Below you can find my questions and Tillmann's answers, I'd made some small edits to both questions and responses to ensure better readability. Enjoy this dive into the creation of one of 2024's most original games.
Did you ever feel like making this game 'traditionally' in 3D software?
'We started even longer ago, I fear to admit, and I’ll happily list some of what we’ve learned since, but also feel like prefacing that a lot of our time and learning revolved around running a game company, finding money and all the boring things, as well as actually realising and, in part, inventing a physical-thing-to-interactive-virtual-thing-pipeline. We never felt like doing this ‘traditionally’ in 3D, although we’ve often drawn comparisons out of curiosity.
"The very first reason for doing it the way we did it was that the first three people working on the game had no other way. Building things was their strongest way of telling a story, there wasn’t enough digital 3D knowledge or even 2D drawing at the time.
"I came on to the project shortly after and the building-then-digitally-rebuilding, manipulating and expanding was part of the big intrigue to me. I was working as an illustrator at the time and always connected to this way of thinking, some sort of hand connection first-digital processing later; pencil sketch to digital finish of a drawing is a simple example.
"We then found a really vivid connection as a group over the world building. Again that was informed by sitting there with actual little rooms in front of us and wondering what story to tell within them. Also everyone here is driven by experimentation and curiosity and this was a big way to connect all the different people and their expertises in really different areas over one very specific thing to somehow realise."
The game is incredibly ambitious. Has it grown over time, is this the story you always intended?
"It’s the story we always intended but I think it became a lot more fine grained over time. It’s kind of crazy how much extra detail one can forever fit in between going from A to B. It’s an 'artists first' production and never all too 'money sane', so we really enjoyed going all out on fine tuning this world and its inhabitants."
What has inspired the animation of the game?
"Stop motion films and films in general. In Germany we had a lot of the Czech classics of animation on TV, growing up. Also weird local / other European stuff and eventually shows like Celebrity Deathmatch on MTV. Also Aardman in theatres, eventually Wes Anderson.
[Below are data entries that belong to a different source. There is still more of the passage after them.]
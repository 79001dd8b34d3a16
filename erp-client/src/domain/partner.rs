#[derive(Debug, Clone, PartialEq)]
#[cfg_attr(feature = "serde", derive(serde::Serialize, serde::Deserialize))]
pub struct Partner {
    pub id: i64,
    pub name: String,
    pub vat: Option<String>,
    /// Addresses on file, in ERP order.
    #[cfg_attr(feature = "serde", serde(default))]
    pub address_ids: Vec<i64>,
}

#[derive(Debug, Clone, Default, PartialEq, sqlx::FromRow)]
#[cfg_attr(feature = "serde", derive(serde::Serialize, serde::Deserialize))]
#[cfg_attr(feature = "serde", serde(default))]
pub struct PartnerAddress {
    pub id: i64,
    pub street: Option<String>,
    pub postal_code: Option<String>,
    pub city: Option<String>,
    pub city_code: Option<String>,
    pub province: Option<String>,
    pub province_code: Option<String>,
    pub country: Option<String>,
    pub country_code: Option<String>,
}
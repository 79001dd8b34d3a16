use std::str::FromStr;

use erp_client::{
    domain::{Partner, PartnerAddress},
    BackOffice,
};
use serde::Deserialize;
use serde_json::{json, Value};

use super::{finish, record_assembled, AssembleOptions};
use crate::identifiers::Model;
use crate::pipeline::PipelineError;

/// Leading letters of a Spanish tax id (NIF) that denote a legal entity.
#[derive(Debug, Clone, PartialEq, Eq, Deserialize)]
#[serde(from = "String")]
pub struct CompanyPrefixes(Vec<char>);

impl CompanyPrefixes {
    pub const DEFAULT: &'static str = "ABCDEFGHJUVNPQRSW";

    pub fn contains(&self, letter: char) -> bool {
        self.0.contains(&letter.to_ascii_uppercase())
    }

    /// Whether `vat` belongs to a company. A nine-character VAT is a bare
    /// NIF; longer values carry a two-letter country prefix first.
    pub fn is_company(&self, vat: Option<&str>) -> bool {
        let vat = vat.map(str::trim).unwrap_or("");
        let nif = if vat.chars().count() == 9 {
            vat
        } else {
            vat.char_indices().nth(2).map_or("", |(idx, _)| &vat[idx..])
        };
        nif.chars().next().is_some_and(|c| self.contains(c))
    }
}

impl Default for CompanyPrefixes {
    fn default() -> Self {
        Self::from(Self::DEFAULT.to_string())
    }
}

impl From<String> for CompanyPrefixes {
    fn from(letters: String) -> Self {
        CompanyPrefixes(
            letters
                .chars()
                .filter(|c| c.is_ascii_alphabetic())
                .map(|c| c.to_ascii_uppercase())
                .collect(),
        )
    }
}

impl FromStr for CompanyPrefixes {
    type Err = std::convert::Infallible;

    fn from_str(s: &str) -> Result<Self, Self::Err> {
        Ok(Self::from(s.to_string()))
    }
}

#[derive(Debug, Clone, PartialEq, Eq)]
pub struct PersonName {
    pub first_name: String,
    pub first_surname: String,
}

/// People are filed as `"Surnames, Name"`; companies keep their whole name.
pub fn split_name(display_name: &str, is_company: bool) -> PersonName {
    if !is_company {
        if let Some((surnames, first_name)) = display_name.rsplit_once(',') {
            return PersonName {
                first_name: first_name.trim().to_string(),
                first_surname: surnames
                    .split(',')
                    .map(str::trim)
                    .collect::<Vec<_>>()
                    .join(" "),
            };
        }
    }

    PersonName {
        first_name: display_name.to_string(),
        first_surname: String::new(),
    }
}

pub fn partner_payload(
    partner: &Partner,
    address: &PartnerAddress,
    prefixes: &CompanyPrefixes,
) -> Value {
    let name = split_name(&partner.name, prefixes.is_company(partner.vat.as_deref()));

    json!({
        "id": Model::Partner.id_for(partner.id),
        "firstName": name.first_name,
        "firstSurname": name.first_surname,
        "address": {
            "street": address.street,
            "postalCode": address.postal_code,
            "city": address.city,
            "cityCode": address.city_code,
            "province": address.province,
            "provinceCode": address.province_code,
            "country": address.country,
            "countryCode": address.country_code,
            "parcelNumber": Value::Null,
        },
    })
}

/// Partners with no address on file, and no override, are skipped.
pub async fn assemble_partners<B>(
    backoffice: &B,
    partner_ids: &[i64],
    prefixes: &CompanyPrefixes,
    options: &AssembleOptions,
) -> Result<Vec<Value>, PipelineError>
where
    B: BackOffice + ?Sized,
{
    let mut out = Vec::with_capacity(partner_ids.len());

    for &id in partner_ids {
        let partner = backoffice.partner(id).await?;
        let Some(address_id) = options
            .partner_address
            .or_else(|| partner.address_ids.first().copied())
        else {
            tracing::debug!(partner = id, "partner has no address, skipping");
            metrics::counter!("amon_partners_skipped_total").increment(1);
            continue;
        };
        let address = backoffice.partner_address(address_id).await?;

        out.push(finish(partner_payload(&partner, &address, prefixes), options.mode));
    }

    record_assembled("partners", out.len());
    Ok(out)
}
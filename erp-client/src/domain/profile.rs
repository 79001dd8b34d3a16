/// One telemetry profile row read from a metering device.
///
/// `timestamp` is the ERP's local wall-clock text (`YYYY-MM-DD HH:MM:SS`);
/// `magn` is the magnitude scale code the values are expressed in.
#[derive(Debug, Clone, PartialEq, sqlx::FromRow)]
#[cfg_attr(feature = "serde", derive(serde::Serialize, serde::Deserialize))]
pub struct Profile {
    pub name: String,
    pub timestamp: String,
    pub ai: f64,
    pub r1: f64,
    pub magn: String,
}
I’m sure all that had an influence.
"Even though we also grew up through the proliferation of 3D animation in pop culture I’m pretty sure the whole team shares a closer emotional tie to the practical effects and sets from the things we watched. But yet we all also share a nerdy childhood of picking up on random software at really early ages - film cutting, animation and 3D - we all had our first significant home-movie-making experiences digitally."
How are the characters and scenes made?
"Characters all roughly went from pencil sketches, to polymer clay puppets with sewn clothes, 3D scanned via a camera, two lights and a turntable, retopologized, rigged, animated largely via mo-cap and some more specialised hand animation.
"Sets went from pencil sketch to digital illustration, made of all kinds of different materials, a lot of wood, metal, plaster, painted, 3D scanned in individual parts and reassembled and lit in 3D.
"Software was all pretty normal major-brand-industry stuff. Most of the specialised tasks went through all kinds of iterations. 3D scanning ended up being mostly from Capturing Reality, which does photogrammetry. We had a lot of help scanning the environments (flat surfaces in particular) from a befriended engineering business that were working on an incredible 3D scanner which has since disbanded, sadly.
"So that was all custom hardware in particular which they were building and assembling themselves. We really just used whatever we could to accentuate all the things we wanted to show through from having that analog foundation. Unity is our game engine."
Have you developed your own approaches or even your own apps and tools for the game?
"Yeah, we have developed our own approach for sure. Biggest was figuring out how to go from the things we built to 3D objects that could be handled in a game environment (it has to be really efficient and lightweight, usually.)
"Then we did a ton of tweaking to land on the right spot between expectations for traditional stop motion animation and game animation / feel. Frame rate is a good example. So games usually work at varying frame rates and some people are really used to having that 60 fps interpolated, milky animation look, while stop motion tends to work between 12 and 24 fps and relies a lot on our brains connecting the frames.
"Since it's done by hand and not calculated by a machine there are little imperfections that are part of the technology. We focused on how the game felt play-wise first and then adjusted animation, light, scale etc to convey that sense of realness that stop-motion gives off.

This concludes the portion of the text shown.